All the big video editing software developers like Adobe’s Premier Pro or Pinnacle Studio on PC, or Final Cut Pro and Avid Media Composer for Apple Mac, now offer amazing professional potential at broadcast level – without an extraordinary high price tag.

In fact.they promote their software to include solution ranges from pro-sumer, to corporate video and event professional, to broadcasters. The only thing lacking is good tutorials and more learning resources.

The corporate video producer – and their team – can now deliver a near-Hollywood movie quality experience at the touch of a button. – at a lower budget.

Corporate Video Delivery

This is the fastest changing and perhaps the most confusing area for many interested in corporate video production.

How we watch in changing.

Only back in 2009 we were told that flash video (flv) had become the standard, before two things happened.

Steve Jobs brought out iPad and iPhone which only read mp4 web video, and H264 became the new standard, cutting right across Blu Ray, DVD, wmv, mpg and streamed video.

Suddenly flash has begun to look long in the tooth, although many companies still use flash video (notably the BBC’s online video news portal) because they have significant investment in the format as a wrapper for their videos.

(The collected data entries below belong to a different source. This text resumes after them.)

#[cfg(test)]
mod tests {
    use super::*;
    use ndarray::ArrayD;
    use rand::rngs::StdRng;
    use rand::SeedableRng;
    use std::sync::atomic::AtomicUsize;

    fn synthetic_pairs(n: usize) -> Vec<Arc<ImagePair>> {
        (0..n)
            .map(|i| Arc::new(ImagePair::new(format!("pair_{i}.nii.gz"), None)))
            .collect()
    }

    fn install_volume(pair: &ImagePair) -> Result<(), ImageError> {
        pair.insert_volume(ArrayD::from_elem(vec![2, 2, 2], 1.0), None, [1.0; 3])
    }

    fn rng() -> StdRng {
        StdRng::seed_from_u64(7)
    }

    #[test]
    fn test_capacity_bounds_are_enforced() {
        let err = ImageQueue::new(synthetic_pairs(4), 0).unwrap_err();
        assert!(matches!(err, QueueError::InvalidCapacity { .. }));
        let err = ImageQueue::new(synthetic_pairs(4), 4).unwrap_err();
        assert!(matches!(err, QueueError::InvalidCapacity { capacity: 4, total: 4 }));
        assert!(ImageQueue::new(synthetic_pairs(4), 3).is_ok());
    }

    #[test]
    fn test_await_full_fills_to_capacity() {
        let pairs = synthetic_pairs(5);
        let queue = ImageQueue::new(pairs.clone(), 2).unwrap();
        queue.set_entry_hook(install_volume);
        queue.start(2).unwrap();
        let resident = queue.await_full().unwrap();
        assert_eq!(resident, 2);
        let loaded = pairs.iter().filter(|p| p.is_loaded()).count();
        assert_eq!(loaded, 2);
        queue.stop();
    }

    #[test]
    fn test_checkout_returns_pinned_loaded_pair() {
        let queue = ImageQueue::new(synthetic_pairs(3), 2).unwrap();
        queue.set_entry_hook(install_volume);
        queue.start(1).unwrap();
        queue.await_full().unwrap();
        let mut rng = rng();
        let out = queue.checkout(&mut rng).unwrap();
        assert!(out.is_loaded());
        assert_eq!(out.view().unwrap().shape(), &[2, 2, 2]);
        drop(out);
        queue.stop();
    }

    #[test]
    fn test_rotation_swaps_pairs_after_max_access() {
        let queue = ImageQueue::new(synthetic_pairs(2), 1)
            .unwrap()
            .with_max_access(1);
        queue.set_entry_hook(install_volume);
        queue.start(1).unwrap();
        queue.await_full().unwrap();

        let mut rng = rng();
        let first = queue.checkout(&mut rng).unwrap();
        let first_id = first.id().to_string();
        let retired = Arc::clone(first.pair());
        // retired on checkout, but pinned: stays loaded
        assert!(first.is_loaded());
        drop(first);
        // the exit hook runs in the guard's drop, on this thread
        assert!(!retired.is_loaded());

        let second = queue.checkout(&mut rng).unwrap();
        assert_ne!(second.id(), first_id);
        drop(second);
        queue.stop();
    }

    #[test]
    fn test_exit_hook_runs_on_rotation() {
        let unloads = Arc::new(AtomicUsize::new(0));
        let queue = ImageQueue::new(synthetic_pairs(3), 1)
            .unwrap()
            .with_max_access(1);
        queue.set_entry_hook(install_volume);
        let counter = Arc::clone(&unloads);
        queue.set_exit_hook(move |pair| {
            pair.unload();
            counter.fetch_add(1, Ordering::SeqCst);
            Ok(())
        });
        queue.start(1).unwrap();
        queue.await_full().unwrap();

        let mut rng = rng();
        for _ in 0..3 {
            drop(queue.checkout(&mut rng).unwrap());
        }
        // with max_access 1, every drop retired its pair and ran the hook
        assert_eq!(unloads.load(Ordering::SeqCst), 3);
        queue.stop();
    }

    #[test]
    fn test_failing_pair_is_abandoned_and_skipped() {
        let queue = ImageQueue::new(synthetic_pairs(3), 2)
            .unwrap()
            .with_max_access(1);
        queue.set_entry_hook(|pair| {
            if pair.id() == "pair_0" {
                Err(ImageError::NotLoaded(pair.id().to_string()))
            } else {
                install_volume(pair)
            }
        });
        queue.start(1).unwrap();
        assert_eq!(queue.await_full().unwrap(), 2);

        // a full pool never retries a failed pair; every rotation reopens a
        // slot and gives the worker another attempt at pair_0
        let mut rng = rng();
        while queue.n_abandoned() == 0 {
            let out = queue.checkout(&mut rng).unwrap();
            assert_ne!(out.id(), "pair_0");
            drop(out);
        }

        // the pool refills from the two loadable pairs alone
        assert_eq!(queue.await_full().unwrap(), 2);
        queue.stop();
    }

    #[test]
    fn test_all_pairs_abandoned_is_an_error() {
        let queue = ImageQueue::new(synthetic_pairs(2), 1).unwrap();
        queue.set_entry_hook(|pair| Err(ImageError::NotLoaded(pair.id().to_string())));
        queue.start(1).unwrap();
        let err = queue.await_full().unwrap_err();
        assert!(matches!(err, QueueError::AllAbandoned(2)));
        let mut rng = rng();
        assert!(matches!(
            queue.checkout(&mut rng),
            Err(QueueError::AllAbandoned(2))
        ));
        queue.stop();
    }

    #[test]
    fn test_stopped_queue_rejects_callers() {
        let queue = ImageQueue::new(synthetic_pairs(3), 1).unwrap();
        queue.set_entry_hook(install_volume);
        queue.start(1).unwrap();
        queue.stop();
        assert!(matches!(queue.await_full(), Err(QueueError::Stopped)));
        let mut rng = rng();
        assert!(matches!(queue.checkout(&mut rng), Err(QueueError::Stopped)));
        assert!(matches!(queue.start(1), Err(QueueError::Stopped)));
        // stopping again is fine
        queue.stop();
    }

    #[test]
    fn test_start_twice_is_a_noop() {
        let queue = ImageQueue::new(synthetic_pairs(3), 2).unwrap();
        queue.set_entry_hook(install_volume);
        queue.start(2).unwrap();
        queue.start(2).unwrap();
        queue.await_full().unwrap();
        queue.stop();
    }

    #[test]
    fn test_loaded_count_never_exceeds_capacity() {
        let capacity = 3;
        let gauge = Arc::new(AtomicUsize::new(0));
        let peak = Arc::new(AtomicUsize::new(0));

        let queue = Arc::new(
            ImageQueue::new(synthetic_pairs(6), capacity)
                .unwrap()
                .with_max_access(5),
        );
        let g = Arc::clone(&gauge);
        let p = Arc::clone(&peak);
        queue.set_entry_hook(move |pair| {
            let now = g.fetch_add(1, Ordering::SeqCst) + 1;
            p.fetch_max(now, Ordering::SeqCst);
            install_volume(pair)
        });
        let g = Arc::clone(&gauge);
        queue.set_exit_hook(move |pair| {
            pair.unload();
            g.fetch_sub(1, Ordering::SeqCst);
            Ok(())
        });
        queue.start(3).unwrap();
        queue.await_full().unwrap();

        let consumers: Vec<_> = (0..4)
            .map(|seed| {
                let queue = Arc::clone(&queue);
                std::thread::spawn(move || {
                    let mut rng = StdRng::seed_from_u64(seed);
                    for _ in 0..50 {
                        let out = queue.checkout(&mut rng).unwrap();
                        assert!(out.is_loaded());
                        let _ = out.view().unwrap().image()[[0, 0, 0]];
                    }
                })
            })
            .collect();
        for c in consumers {
            c.join().unwrap();
        }
        queue.stop();
        assert!(
            peak.load(Ordering::SeqCst) <= capacity,
            "peak loaded {} exceeded capacity {capacity}",
            peak.load(Ordering::SeqCst)
        );
    }
}
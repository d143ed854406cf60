//! Early stopping callback to halt training when the monitored loss plateaus.

use super::traits::{CallbackAction, CallbackContext, Monitor, TrainerCallback};
use log::info;

/// Stops training after `patience` epochs without improvement of the
/// monitored loss by at least `min_delta`.
#[derive(Clone, Debug)]
pub struct EarlyStopping {
    patience: usize,
    min_delta: f32,
    monitor: Monitor,
    best: f32,
    pub(crate) epochs_without_improvement: usize,
}

impl EarlyStopping {
    #[must_use]
    pub fn new(patience: usize, min_delta: f32, monitor: Monitor) -> Self {
        Self {
            patience,
            min_delta,
            monitor,
            best: f32::INFINITY,
            epochs_without_improvement: 0,
        }
    }

    /// Reset the improvement tracking
    pub fn reset(&mut self) {
        self.best = f32::INFINITY;
        self.epochs_without_improvement = 0;
    }

    fn check_improvement(&mut self, loss: f32) -> bool {
        if loss < self.best - self.min_delta {
            self.best = loss;
            self.epochs_without_improvement = 0;
            true
        } else {
            self.epochs_without_improvement += 1;
            false
        }
    }
}

impl TrainerCallback for EarlyStopping {
    fn on_epoch_end(&mut self, ctx: &CallbackContext) -> CallbackAction {
        self.check_improvement(ctx.monitored(self.monitor));
        if self.epochs_without_improvement >= self.patience {
            info!(
                "early stopping: no improvement for {} epoch(s) (best: {:.4})",
                self.patience, self.best
            );
            CallbackAction::Stop
        } else {
            CallbackAction::Continue
        }
    }

    fn name(&self) -> &'static str {
        "EarlyStopping"
    }
}
//! Error type of the training loop

use crate::hparams::HParamsError;
use crate::sequences::SequenceError;
use crate::train::backend::BackendError;
use crate::train::callback::CallbackError;
use thiserror::Error;

#[derive(Debug, Error)]
pub enum TrainError {
    /// Out-of-memory recovery halved the batch size down to nothing
    #[error("batch size reached zero during out-of-memory recovery")]
    BatchSizeExhausted,

    #[error(transparent)]
    Backend(#[from] BackendError),

    #[error(transparent)]
    Sequence(#[from] SequenceError),

    #[error(transparent)]
    Callback(#[from] CallbackError),

    #[error(transparent)]
    HParams(#[from] HParamsError),
}

pub type Result<T> = std::result::Result<T, TrainError>;
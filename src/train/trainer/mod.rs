//! Trainer abstraction for training loops
//!
//! The `Trainer` pairs a [`ModelBackend`](crate::train::ModelBackend) with
//! batch sequences and drives the whole run:
//! - compile (optimizer, loss, metrics)
//! - epochs of training steps with callback dispatch
//! - in-epoch validation
//! - learning-rate and checkpoint requests from callbacks
//! - out-of-memory recovery by batch-size reduction

mod core;
mod fit;
mod result;

pub use core::Trainer;
pub use fit::FitConfig;
pub use result::FitSummary;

Also new min corporate video production is Content Distribution Networks (CDNs), or places (server sites, actually) to stream web video from, now offering interactivity with menus, bandwidth auto-detection, and video SEO.

A CDN delivers a much more professional job than youtube or vimeo, making anything from a website to a facebook or blog page or web tv look better.

There’s a lot of choice. Personally we’ve opted for mp4 video compression format at H264 standard, as you get a better streamed video picture quality for the same size of file that play anywhere, which is what corporate video production clients want.

Summary of Corporate Video Production Developments

We’ve just touched on the main improvements and innovations here.

Some corporate video production companies are no doubt baffled by the changes, or are playing wait-and-see,while other production companies have boldly gone forward and embraced new technology and ideas.

One thing’s for sure – corporate video production has never been so active and changing.